Andererseits ist es erfreulich, dass der BGH endlich Licht ins Dunkel gebracht hat, denn schon immer begnügten sich die AKB beim Leistungsumfang mit den nicht gerade besonders präzisen Hinweisen auf "die erforderlichen Kosten der Wiederherstellung" oder "die erforderlichen Kosten einer vollständigen Reparatur" und es war eine Frage der Zeit, wann die vom BGH im Haftpflichtrecht aufgestellten Grundsätze auch in der Kaskoversicherung thematisiert werden würden.
Es kommt hinzu, dass die Versicherer mit den vom BGH eröffneten Verweisungsmöglichkeiten auf Referenzwerkstätten nach und nach ein weit verzweigtes Werkstattnetz aufgebaut und davon im Laufe der Zeit nicht nur im Haftpflichtbereich, sondern auch in der Kaskoversicherung rege Gebrauch gemacht haben, so dass sich zwangsläufig die Frage stellte, welche Stundenverrechnungssätze eigentlich mit "den erforderlichen Reparaturkosten" gemeint sind.
Nach der aktuellen BGH-Entscheidung sind nun viele offene Fragen beantwortet. Zu Recht ist der BGH auch nicht auf den Einwand des Beklagten eingegangen, dass durch die fiktive Abrechnung nach den Stundenverrechnungssätzen einer markengebundenen Fachwerkstatt eine verbotene Bereicherung des Klägers eintrete, weil es ein allgemeines gesetzliches Bereicherungsverbot im Versicherungsrecht nicht gibt.
Nicht eindeutig geklärt ist, welche Bedeutung der BGH seinem Hinweis auf die Werkstattbindung beimisst und welche Konsequenzen die Erwartung des Versicherungsnehmers haben soll, bei einem Vertrag ohne Werkstattbindung für seine höhere Prämie auch eine höhere Leistung zu erwarten.
Der BGH thematisiert in dem Zusammenhang die konkrete Abrechnung mit einer tatsächlichen Reparatur in einer markengebundenen Fachwerkstatt und nimmt Bezug auf den Beschluss des LG Hamburg. Nach dessen Ausführungen soll aber eine Verweisung des Versicherungsnehmers bei Kaskoverträgen ohne Werkstattbindung grundsätzlich nicht erzwungen werden können.

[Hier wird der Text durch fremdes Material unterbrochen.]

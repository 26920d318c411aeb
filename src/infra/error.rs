use thiserror::Error;

#[derive(Debug, Error)]
pub enum InfraError {
    #[error("redis error: {message}")]
    Redis { message: String },
    #[error("telemetry initialization failed: {0}")]
    Telemetry(String),
}

impl InfraError {
    pub fn redis(message: impl Into<String>) -> Self {
        Self::Redis {
            message: message.into(),
        }
    }

    pub fn telemetry(message: impl Into<String>) -> Self {
        Self::Telemetry(message.into())
    }
}
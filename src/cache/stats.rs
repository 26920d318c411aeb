//! Read-only cache diagnostics.
//!
//! Uses the store's `INFO` command when it is allowed and falls back to a
//! bounded key scan when it is not. A store that rejects admin commands is
//! asked exactly once.

use std::collections::BTreeMap;
use std::sync::Arc;
use std::sync::atomic::{AtomicU8, Ordering};
use std::time::Duration;

use serde_json::{Value, json};
use tracing::{info, warn};

use super::key_locks::KeyLockRegistry;
use super::keys::key_category;
use super::scanner::{MATCH_ALL, PatternScanner};
use super::store::{CacheStore, bounded};

/// Upper bound on keys visited by the scan-based key count.
pub const KEY_COUNT_LIMIT: usize = 100_000;

const ADMIN_UNKNOWN: u8 = 0;
const ADMIN_AVAILABLE: u8 = 1;
const ADMIN_UNAVAILABLE: u8 = 2;

const INFO_FIELDS: &[&str] = &[
    "redis_version",
    "uptime_in_seconds",
    "connected_clients",
    "used_memory",
    "used_memory_human",
    "maxmemory_policy",
    "keyspace_hits",
    "keyspace_misses",
    "evicted_keys",
];

pub struct Diagnostics {
    store: Arc<dyn CacheStore>,
    scanner: Arc<PatternScanner>,
    locks: Arc<KeyLockRegistry>,
    deadline: Duration,
    admin: AtomicU8,
}

impl Diagnostics {
    pub fn new(
        store: Arc<dyn CacheStore>,
        scanner: Arc<PatternScanner>,
        locks: Arc<KeyLockRegistry>,
        deadline: Duration,
    ) -> Self {
        Self {
            store,
            scanner,
            locks,
            deadline,
            admin: AtomicU8::new(ADMIN_UNKNOWN),
        }
    }

    /// Snapshot of store size, key counts per category and lock registry
    /// occupancy. Never fails; unavailable figures are omitted.
    pub async fn statistics(&self) -> BTreeMap<String, Value> {
        let mut stats = BTreeMap::new();
        stats.insert("key_locks".to_string(), json!(self.locks.len()));
        stats.insert("key_lock_capacity".to_string(), json!(self.locks.capacity()));
        stats.insert("key_locks_closed".to_string(), json!(self.locks.is_closed()));

        let admin_info = self.admin_info().await;
        stats.insert("admin_commands".to_string(), json!(self.admin_state()));

        let scanned = self
            .scanner
            .try_keys(MATCH_ALL, Some(KEY_COUNT_LIMIT))
            .await;
        let (keys, scan_complete) = match scanned {
            Ok(keys) => {
                let complete = keys.len() < KEY_COUNT_LIMIT;
                (keys, complete)
            }
            Err((partial, error)) => {
                warn!(error = %error, scanned = partial.len(), "Key scan for statistics failed");
                (partial, false)
            }
        };

        let mut by_category: BTreeMap<String, u64> = BTreeMap::new();
        for key in &keys {
            *by_category.entry(key_category(key).to_string()).or_default() += 1;
        }
        stats.insert("keys_by_category".to_string(), json!(by_category));
        stats.insert("keys_truncated".to_string(), json!(!scan_complete));

        match admin_info {
            Some(raw) => {
                let summary = summarize_info(&raw);
                let total = keyspace_total(&raw).unwrap_or(keys.len() as u64);
                stats.insert("mode".to_string(), json!("admin"));
                stats.insert("total_keys".to_string(), json!(total));
                stats.insert("store_info".to_string(), json!(summary));
            }
            None => {
                stats.insert("mode".to_string(), json!("scan"));
                stats.insert("total_keys".to_string(), json!(keys.len()));
            }
        }

        stats
    }

    /// `available`, `unavailable` or `unknown` (not probed yet).
    pub fn admin_state(&self) -> &'static str {
        match self.admin.load(Ordering::SeqCst) {
            ADMIN_AVAILABLE => "available",
            ADMIN_UNAVAILABLE => "unavailable",
            _ => "unknown",
        }
    }

    async fn admin_info(&self) -> Option<String> {
        if self.admin.load(Ordering::SeqCst) == ADMIN_UNAVAILABLE {
            return None;
        }

        match bounded(self.deadline, self.store.execute_admin_command("INFO")).await {
            Ok(raw) => {
                self.admin.store(ADMIN_AVAILABLE, Ordering::SeqCst);
                Some(raw)
            }
            Err(error) if error.is_unsupported() => {
                if self.admin.swap(ADMIN_UNAVAILABLE, Ordering::SeqCst) != ADMIN_UNAVAILABLE {
                    info!(
                        error = %error,
                        "Admin commands unavailable; using scan-based statistics"
                    );
                }
                None
            }
            Err(error) => {
                warn!(error = %error, "INFO failed; falling back to scan-based statistics");
                None
            }
        }
    }
}

/// Selected `field:value` pairs of an `INFO` reply.
fn summarize_info(raw: &str) -> BTreeMap<String, String> {
    raw.lines()
        .filter_map(|line| line.trim().split_once(':'))
        .filter(|(field, _)| INFO_FIELDS.contains(field))
        .map(|(field, value)| (field.to_string(), value.to_string()))
        .collect()
}

/// Sum of `keys=N` over the `dbN:` lines of an `INFO` keyspace section.
fn keyspace_total(raw: &str) -> Option<u64> {
    let counts: Vec<u64> = raw
        .lines()
        .filter_map(|line| {
            let (db, fields) = line.trim().split_once(':')?;
            if !db.starts_with("db") {
                return None;
            }
            fields
                .split(',')
                .find_map(|field| field.strip_prefix("keys="))
                .and_then(|count| count.parse().ok())
        })
        .collect();
    (!counts.is_empty()).then(|| counts.iter().sum())
}

#[cfg(test)]
mod tests {
    use super::*;
    use crate::cache::MemoryStore;

    async fn diagnostics(keys: &[&str]) -> (Arc<MemoryStore>, Diagnostics) {
        let store = Arc::new(MemoryStore::new());
        for key in keys {
            store
                .set_string(key, "1", Duration::from_secs(60))
                .await
                .expect("seed");
        }
        let scanner = Arc::new(PatternScanner::new(store.clone(), 100, Duration::from_secs(1)));
        let locks = Arc::new(KeyLockRegistry::new(50, Duration::from_secs(300)));
        let diagnostics = Diagnostics::new(store.clone(), scanner, locks, Duration::from_secs(1));
        (store, diagnostics)
    }

    #[tokio::test]
    async fn scan_mode_counts_keys_by_category() {
        let (_, diagnostics) = diagnostics(&["page:1", "page:2", "user:1", "standalone"]).await;

        let stats = diagnostics.statistics().await;
        assert_eq!(stats["mode"], json!("scan"));
        assert_eq!(stats["total_keys"], json!(4));
        assert_eq!(
            stats["keys_by_category"],
            json!({"page": 2, "standalone": 1, "user": 1})
        );
        assert_eq!(stats["key_locks"], json!(0));
        assert_eq!(stats["key_lock_capacity"], json!(50));
        assert_eq!(stats["admin_commands"], json!("unavailable"));
    }

    #[tokio::test]
    async fn rejected_admin_command_is_not_retried() {
        let (store, diagnostics) = diagnostics(&["page:1"]).await;

        diagnostics.statistics().await;
        diagnostics.statistics().await;
        diagnostics.statistics().await;

        assert_eq!(store.admin_calls(), 1);
    }

    #[tokio::test]
    async fn transient_admin_failure_is_retried() {
        let (store, diagnostics) = diagnostics(&[]).await;
        store.enable_admin_commands(true);
        store.set_offline(true);

        let stats = diagnostics.statistics().await;
        assert_eq!(stats["mode"], json!("scan"));
        assert_eq!(diagnostics.admin_state(), "unknown");

        store.set_offline(false);
        let stats = diagnostics.statistics().await;
        assert_eq!(stats["mode"], json!("admin"));
        assert_eq!(store.admin_calls(), 2);
    }

    #[tokio::test]
    async fn admin_mode_reports_store_info() {
        let (store, diagnostics) = diagnostics(&["a:1", "a:2", "b:1"]).await;
        store.enable_admin_commands(true);

        let stats = diagnostics.statistics().await;
        assert_eq!(stats["mode"], json!("admin"));
        assert_eq!(stats["total_keys"], json!(3));
        assert_eq!(stats["store_info"]["redis_version"], json!("memory"));
        assert_eq!(diagnostics.admin_state(), "available");
    }

    #[test]
    fn parses_keyspace_lines() {
        let raw = "# Keyspace\r\ndb0:keys=12,expires=3,avg_ttl=0\r\ndb1:keys=5,expires=0\r\n";
        assert_eq!(keyspace_total(raw), Some(17));
        assert_eq!(keyspace_total("# Keyspace\r\n"), None);
    }

    #[test]
    fn summary_keeps_selected_fields() {
        let raw = concat!(
            "# Server\r\nredis_version:7.2.4\r\nos:Linux\r\n",
            "# Memory\r\nused_memory_human:1.5M\r\n",
        );
        let summary = summarize_info(raw);
        assert_eq!(summary.get("redis_version").map(String::as_str), Some("7.2.4"));
        assert_eq!(summary.get("used_memory_human").map(String::as_str), Some("1.5M"));
        assert!(!summary.contains_key("os"));
    }
}
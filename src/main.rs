use std::{process, sync::Arc};

use cascade_cache::{
    application::error::AppError,
    cache::{
        CacheConfig, CacheService, CacheStore, EntityType, InvalidationPlan, InvalidationReport,
        InvalidationRequest,
    },
    config::{self, GetArgs, InvalidateArgs, KeysArgs, PurgeArgs},
    infra::{redis::RedisStore, telemetry},
};
use serde_json::{Value, json};
use tracing::{Dispatch, Level, dispatcher, error, info};
use tracing_subscriber::fmt as tracing_fmt;

#[tokio::main]
async fn main() {
    if let Err(error) = run().await {
        report_application_error(&error);
        process::exit(error.exit_code());
    }
}

fn report_application_error(error: &AppError) {
    if dispatcher::has_been_set() {
        error!(error = %error, "application error");
        return;
    }

    let subscriber = tracing_fmt().with_max_level(Level::ERROR).finish();
    let dispatch = Dispatch::new(subscriber);
    dispatcher::with_default(&dispatch, || {
        error!(error = %error, "application error");
    });
}

async fn run() -> Result<(), AppError> {
    let (cli_args, settings) = config::load_with_cli()?;

    telemetry::init(&settings.logging)?;

    let store: Arc<dyn CacheStore> = Arc::new(RedisStore::connect(&settings.redis).await?);
    let service = CacheService::new(store, CacheConfig::from(&settings.cache));

    let result = match cli_args.command {
        config::Command::Stats => run_stats(&service).await,
        config::Command::Keys(args) => run_keys(&service, args).await,
        config::Command::Get(args) => run_get(&service, args).await,
        config::Command::Purge(args) => run_purge(&service, args).await,
        config::Command::Invalidate(args) => run_invalidate(&service, args).await,
    };

    service.close().await;
    result
}

async fn run_stats(service: &CacheService) -> Result<(), AppError> {
    let stats = service.statistics().await;
    print_json(&json!(stats))
}

async fn run_keys(service: &CacheService, args: KeysArgs) -> Result<(), AppError> {
    let mut keys = service.keys(&args.pattern).await?;
    if let Some(limit) = args.limit {
        keys.truncate(limit);
    }
    for key in &keys {
        println!("{key}");
    }
    info!(pattern = %args.pattern, count = keys.len(), "Listed keys");
    Ok(())
}

async fn run_get(service: &CacheService, args: GetArgs) -> Result<(), AppError> {
    match service.get::<Value>(&args.key).await? {
        Some(value) => print_json(&value),
        None => Err(AppError::validation(format!("no entry under `{}`", args.key))),
    }
}

async fn run_purge(service: &CacheService, args: PurgeArgs) -> Result<(), AppError> {
    let removed = service.remove_by_pattern(&args.pattern).await?;
    info!(pattern = %args.pattern, removed, "Purged keys");
    print_json(&json!({ "pattern": args.pattern, "removed": removed }))
}

async fn run_invalidate(service: &CacheService, args: InvalidateArgs) -> Result<(), AppError> {
    let entity_type: EntityType = args
        .entity_type
        .parse()
        .map_err(|err| AppError::validation(format!("{err}")))?;

    let request = match (args.key, args.id) {
        (Some(key), _) => InvalidationRequest::keyed(entity_type, key),
        (None, Some(id)) => InvalidationRequest::entity(entity_type, id),
        (None, None) => InvalidationRequest::all(entity_type),
    }
    .with_cascade(args.cascade);

    if args.dry_run {
        let plan = InvalidationPlan::for_request(&request);
        info!(plan = %plan, "Dry run; nothing deleted");
        return print_json(&plan_json(&plan));
    }

    let report = service.invalidate(&request).await;
    print_json(&report_json(&report))?;
    if report.is_clean() {
        Ok(())
    } else {
        Err(AppError::unexpected(format!(
            "{} invalidation branch(es) failed",
            report.failed_branches
        )))
    }
}

fn plan_json(plan: &InvalidationPlan) -> Value {
    json!({
        "keys": plan.keys,
        "patterns": plan.patterns,
        "cascades": plan.cascades.iter().map(|ty| ty.prefix()).collect::<Vec<_>>(),
    })
}

fn report_json(report: &InvalidationReport) -> Value {
    json!({
        "keys_removed": report.keys_removed,
        "pattern_keys_removed": report.pattern_keys_removed,
        "total_removed": report.total_removed(),
        "cascaded": report.cascaded.iter().map(|ty| ty.prefix()).collect::<Vec<_>>(),
        "failed_branches": report.failed_branches,
    })
}

fn print_json(value: &Value) -> Result<(), AppError> {
    let rendered = serde_json::to_string_pretty(value)
        .map_err(|err| AppError::unexpected(format!("failed to render output: {err}")))?;
    println!("{rendered}");
    Ok(())
}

Wie ist der Fall zu entscheiden, wenn die vom BGH aufgestellten Anspruchsvoraussetzungen nicht vorliegen, der Versicherungsnehmer aber einen Vertrag ohne Werkstattbindung abgeschlossen und dafür eine höhere Prämie entrichtet hat?
Hat der Versicherte ohne Werkstattbindung das Recht, seinen Schaden fiktiv nach den Stundenlöhnen markengebundener Fachwerkstätten abzurechnen, auch wenn die anderen Anspruchsvoraussetzungen nicht vorliegen? Darf er sein Fahrzeug in einer markengebundenen Werkstatt auf Kosten des Versicherers reparieren lassen? Hat der Versicherer das Recht auf eine höhere Prämie, wenn er seinen Kunden im Leistungsfall ebenso entschädigt wie denjenigen, der eine geringere Prämie zahlt?
Im Fall des BGH hatte der Kläger keinen Vertrag mit Werkstattbindung abgeschlossen, was für den BGH aber noch nicht ausreichte, in der Sache zu entscheiden, denn es kam ihm auf die weitere Frage an, ob der Kläger einen vom Beklagten vorgetragenen Vorschaden auch in einer Markenwerkstatt reparieren ließ. Das Merkmal "Vertrag ohne Werkstattbindung" reichte demnach für den BGH nicht aus, vielmehr sollte der Kläger nur dann einen Anspruch auf die höhere Leistung haben, wenn er noch eine der weiteren Voraussetzungen darlegt und beweist.